Che cosa resta dello slogan “We can change”, otto anni dopo?
Resta una politica estera debole e inefficace e una politica interna che non ha risolto le grandi problematiche, ma le ha complicate, vedi la legge sanitaria, l’Obamacare. La vittoria repubblicana al Congresso è il rifiuto dell’Obamacare, gli americani non vogliono diventare dei socialdemocratici europei, non vogliono l’istituto del welfare, non vogliono questa interpretazione della vita in stile europeo. Non vogliono pagare le tasse per sostenere un grosso welfare state.
A proposito dei repubblicani, che ne pensa della candidatura di Rand Paul?
Ha molto modificato le sue posizioni e adesso offre una versione dello spirito americano classico antistatalista e antifederalista. E’ molto popolare e può vincere. Non è un populista ha una visione molto pratica, ridurre cioè il potere dello stato e di tutte le entità pubbliche e anche la riduzione del potere federale. Per lui ad agire devono essere i privati, non lo stato, e sa prendere posizioni responsabili. La sua candidatura può avere molto sostegno, ma il suo handicap è che non è parte dell’establishment, non ha una grande squadra elettorale e inoltre è una debolezza non essere un governatore.

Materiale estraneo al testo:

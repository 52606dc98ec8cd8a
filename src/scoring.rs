//! Pure scoring functions shared by every game variant.
//!
//! Accuracy is always an integer percentage in `0..=100`. Star tiers are
//! derived from accuracy for scored games, fixed at the maximum for
//! self-paced games, and derived from recorded time for free speech.

use crate::variant::ScorePolicy;

pub const MAX_STARS: u8 = 3;

/// `round(100 * correct / total)`; a session with no rounds never reaches scoring.
pub fn choice_accuracy(correct: u32, total: u32) -> u8 {
    if total == 0 {
        return 0;
    }
    let ratio = correct.min(total) as f64 / total as f64;
    (ratio * 100.0).round() as u8
}

/// Efficiency of a matching session: `round(100 * min(ideal / actual, 1))`.
///
/// Undefined until at least one pair has been attempted.
pub fn matching_accuracy(ideal_attempts: u32, actual_attempts: u32) -> Option<u8> {
    if actual_attempts == 0 {
        return None;
    }
    let ratio = (ideal_attempts as f64 / actual_attempts as f64).min(1.0);
    Some((ratio * 100.0).round() as u8)
}

pub fn stars_for_accuracy(accuracy: u8) -> u8 {
    match accuracy {
        90.. => 3,
        70..=89 => 2,
        50..=69 => 1,
        _ => 0,
    }
}

/// Free-speech recordings are tiered by effort rather than skill.
pub fn stars_for_duration(recorded_secs: u64) -> u8 {
    match recorded_secs {
        45.. => 3,
        20..=44 => 2,
        _ => 1,
    }
}

/// Completion credit for self-paced games.
pub fn stars_for_completion() -> u8 {
    MAX_STARS
}

pub fn score(policy: ScorePolicy, correct: u32, total: u32) -> u32 {
    match policy {
        ScorePolicy::Correct => correct,
        ScorePolicy::CorrectTimesTen | ScorePolicy::PairsTimesTen => correct * 10,
        ScorePolicy::CompletedTimesTen => total * 10,
    }
}
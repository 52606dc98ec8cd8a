use std::time::Duration;
use tracing::{debug, info};

use super::emitter::{Grading, ResultEmitter};
use super::timer::{Scheduler, TimerKind};
use super::{Feedback, Phase, Step};
use crate::content::{Content, Round, Timing};
use crate::error::EngineError;
use crate::session::{SessionResult, SessionState};
use crate::variant::GameVariant;

/// Bookkeeping every state machine shares: rounds, phase, timers, the
/// emitter and the teardown guard.
#[derive(Debug)]
pub(super) struct SessionCore {
    pub variant: GameVariant,
    pub rounds: Vec<Round>,
    pub timing: Timing,
    pub state: SessionState,
    pub timers: Scheduler,
    pub feedback: Option<Feedback>,
    emitter: ResultEmitter,
    result: Option<SessionResult>,
    torn_down: bool,
}

impl SessionCore {
    pub fn new(content: Content, items_total: usize, now: Duration) -> Result<Self, EngineError> {
        if content.is_empty() || items_total == 0 {
            return Err(EngineError::NoContent(content.variant));
        }
        debug!(game = %content.variant, items = items_total, "session started");
        Ok(Self {
            variant: content.variant,
            rounds: content.rounds,
            timing: content.timing,
            state: SessionState::new(items_total, now, Phase::AwaitingResponse),
            timers: Scheduler::new(),
            feedback: None,
            emitter: ResultEmitter::new(),
            result: None,
            torn_down: false,
        })
    }

    pub fn phase(&self) -> Phase {
        self.state.phase
    }

    pub fn accepts_input(&self) -> bool {
        !self.torn_down && self.state.phase == Phase::AwaitingResponse
    }

    pub fn current_round(&self) -> Option<&Round> {
        if self.state.phase == Phase::Complete {
            return None;
        }
        self.rounds.get(self.state.round_index)
    }

    /// Starts round `index`: timed variants present the stimulus first.
    pub fn enter_round(&mut self, index: usize, now: Duration) {
        self.state.round_index = index;
        self.feedback = None;
        match self.timing.display {
            Some(display) => {
                self.state.phase = Phase::Presenting;
                self.timers.schedule(now + display, TimerKind::Reveal);
            }
            None => self.state.phase = Phase::AwaitingResponse,
        }
    }

    pub fn enter_feedback(&mut self, feedback: Feedback, now: Duration) {
        self.feedback = Some(feedback);
        self.state.phase = Phase::Feedback;
        self.timers
            .schedule(now + self.timing.feedback, TimerKind::Advance);
    }

    /// Timers due at `now`; nothing once torn down or complete.
    pub fn due(&mut self, now: Duration) -> Vec<(TimerKind, Duration)> {
        if self.torn_down || self.state.phase == Phase::Complete {
            return Vec::new();
        }
        self.timers.take_due(now)
    }

    /// Moves past the feedback of the current round.
    pub fn advance(&mut self, grading: impl FnOnce(&SessionState) -> Grading, now: Duration) -> Step {
        if self.state.phase != Phase::Feedback {
            return Step::Ignored;
        }
        if self.state.all_items_completed() {
            let grading = grading(&self.state);
            self.finish(grading, now)
        } else {
            let next = self.state.round_index + 1;
            self.enter_round(next, now);
            Step::Updated
        }
    }

    /// Enters `Complete` and emits the result. Only the first call has effect.
    pub fn finish(&mut self, grading: Grading, now: Duration) -> Step {
        if self.state.phase == Phase::Complete || self.torn_down {
            return Step::Ignored;
        }
        let Some(result) = self.emitter.emit(self.variant, &self.state, grading, now) else {
            return Step::Ignored;
        };
        self.state.phase = Phase::Complete;
        self.feedback = None;
        self.timers.close();
        info!(
            game = %self.variant,
            score = result.score,
            accuracy = result.accuracy,
            stars = result.stars_earned,
            "session complete"
        );
        self.result = Some(result.clone());
        Step::Completed(result)
    }

    pub fn teardown(&mut self) {
        if !self.torn_down {
            debug!(game = %self.variant, phase = %self.state.phase, "session torn down");
        }
        self.torn_down = true;
        self.timers.close();
    }

    pub fn is_torn_down(&self) -> bool {
        self.torn_down
    }

    pub fn result(&self) -> Option<&SessionResult> {
        self.result.as_ref()
    }
}

/// Folds several step outcomes from one tick into the most significant.
pub(super) fn merge(acc: Step, next: Step) -> Step {
    match (acc, next) {
        (done @ Step::Completed(_), _) | (_, done @ Step::Completed(_)) => done,
        (Step::Updated, _) | (_, Step::Updated) => Step::Updated,
        _ => Step::Ignored,
    }
}
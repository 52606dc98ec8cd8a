use chrono::{DateTime, Duration as ChronoDuration, Utc};
use std::cell::Cell;
use std::rc::Rc;
use std::time::{Duration, Instant};

/// Source of time for a session.
///
/// `now` is monotonic and only meaningful relative to other readings from the
/// same clock; `wall` is used for the `last played` timestamp.
pub trait Clock {
    fn now(&self) -> Duration;
    fn wall(&self) -> DateTime<Utc>;
}

#[derive(Debug, Clone, Copy)]
pub struct SystemClock {
    origin: Instant,
}

impl SystemClock {
    pub fn new() -> Self {
        Self {
            origin: Instant::now(),
        }
    }
}

impl Default for SystemClock {
    fn default() -> Self {
        Self::new()
    }
}

impl Clock for SystemClock {
    fn now(&self) -> Duration {
        self.origin.elapsed()
    }

    fn wall(&self) -> DateTime<Utc> {
        Utc::now()
    }
}

/// Hand-driven clock for tests. Clones share the same time.
#[derive(Debug, Clone)]
pub struct ManualClock {
    elapsed_ms: Rc<Cell<u64>>,
    epoch: DateTime<Utc>,
}

impl ManualClock {
    pub fn new() -> Self {
        Self {
            elapsed_ms: Rc::new(Cell::new(0)),
            epoch: Utc::now(),
        }
    }

    pub fn advance(&self, by: Duration) {
        self.elapsed_ms
            .set(self.elapsed_ms.get() + by.as_millis() as u64);
    }

    pub fn advance_ms(&self, ms: u64) {
        self.advance(Duration::from_millis(ms));
    }

    pub fn advance_secs(&self, secs: u64) {
        self.advance(Duration::from_secs(secs));
    }
}

impl Default for ManualClock {
    fn default() -> Self {
        Self::new()
    }
}

impl Clock for ManualClock {
    fn now(&self) -> Duration {
        Duration::from_millis(self.elapsed_ms.get())
    }

    fn wall(&self) -> DateTime<Utc> {
        self.epoch + ChronoDuration::milliseconds(self.elapsed_ms.get() as i64)
    }
}
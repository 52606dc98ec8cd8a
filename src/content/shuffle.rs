use rand::rngs::StdRng;
use rand::seq::SliceRandom;
use rand::{Rng, SeedableRng};

/// Hands out shuffle seeds, never repeating the previous session's seed.
#[derive(Debug, Default)]
pub struct SeedSequence {
    last: Option<u64>,
}

impl SeedSequence {
    pub fn new() -> Self {
        Self::default()
    }

    pub fn next_seed<R: Rng + ?Sized>(&mut self, rng: &mut R) -> u64 {
        let mut seed = rng.gen::<u64>();
        while Some(seed) == self.last {
            seed = rng.gen::<u64>();
        }
        self.last = Some(seed);
        seed
    }

    pub fn next_rng<R: Rng + ?Sized>(&mut self, rng: &mut R) -> StdRng {
        StdRng::seed_from_u64(self.next_seed(rng))
    }

    pub fn last(&self) -> Option<u64> {
        self.last
    }
}

pub(crate) fn shuffled<T, R: Rng + ?Sized>(mut items: Vec<T>, rng: &mut R) -> Vec<T> {
    items.shuffle(rng);
    items
}

/// Answer choices for `pool[target_idx]`: the target plus up to `count - 1`
/// distractors taken in order after the target (wrapping), in random order.
///
/// Duplicate words in the pool are skipped so a round never offers the same
/// choice twice.
pub(crate) fn choices_with_distractors<R: Rng + ?Sized>(
    pool: &[String],
    target_idx: usize,
    count: usize,
    rng: &mut R,
) -> Vec<String> {
    let target = &pool[target_idx];
    let mut choices = vec![target.clone()];
    let mut offset = 1;
    while choices.len() < count && offset < pool.len() {
        let candidate = &pool[(target_idx + offset) % pool.len()];
        if !choices.contains(candidate) {
            choices.push(candidate.clone());
        }
        offset += 1;
    }
    shuffled(choices, rng)
}

#[cfg(test)]
mod tests {
    use super::*;

    fn words(list: &[&str]) -> Vec<String> {
        list.iter().map(|w| w.to_string()).collect()
    }

    #[test]
    fn consecutive_seeds_differ() {
        let mut rng = StdRng::seed_from_u64(7);
        let mut seeds = SeedSequence::new();
        let mut previous = seeds.next_seed(&mut rng);
        for _ in 0..100 {
            let seed = seeds.next_seed(&mut rng);
            assert_ne!(seed, previous);
            previous = seed;
        }
        assert_eq!(seeds.last(), Some(previous));
    }

    #[test]
    fn distractors_include_target_once() {
        let pool = words(&["cat", "dog", "sun", "hat"]);
        let mut rng = StdRng::seed_from_u64(1);
        let choices = choices_with_distractors(&pool, 3, 3, &mut rng);
        assert_eq!(choices.len(), 3);
        assert_eq!(choices.iter().filter(|c| *c == "hat").count(), 1);
        let mut sorted = choices.clone();
        sorted.sort();
        assert_eq!(sorted, words(&["cat", "dog", "hat"]));
    }

    #[test]
    fn distractors_limited_by_pool() {
        let pool = words(&["cat", "dog"]);
        let mut rng = StdRng::seed_from_u64(1);
        let choices = choices_with_distractors(&pool, 0, 5, &mut rng);
        assert_eq!(choices.len(), 2);
    }

    #[test]
    fn duplicate_pool_entries_are_skipped() {
        let pool = words(&["cat", "cat", "dog"]);
        let mut rng = StdRng::seed_from_u64(3);
        let mut choices = choices_with_distractors(&pool, 0, 3, &mut rng);
        choices.sort();
        assert_eq!(choices, words(&["cat", "dog"]));
    }

    #[test]
    fn shuffled_keeps_elements() {
        let mut rng = StdRng::seed_from_u64(9);
        let mut out = shuffled(vec![1, 2, 3, 4, 5], &mut rng);
        out.sort();
        assert_eq!(out, vec![1, 2, 3, 4, 5]);
    }
}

Con un nuovo inquilino alla Casa Bianca, che cosa succederà alla questione dei diritti gay?
Non si tornerà ovviamente indietro, ma non si andrà neppure più avanti di così. Non si continuerà sulla strada di Obama, ad esempio la sua ultima folle idea di vietare alle organizzazioni religiose di “convertire” gay o transgender, cioè avere colloqui e terapie per far loro cambiare approccio, come ha promesso in questi giorni. La sua è una evidente interferenza di potere nelle libertà che nessuno accetterà mai.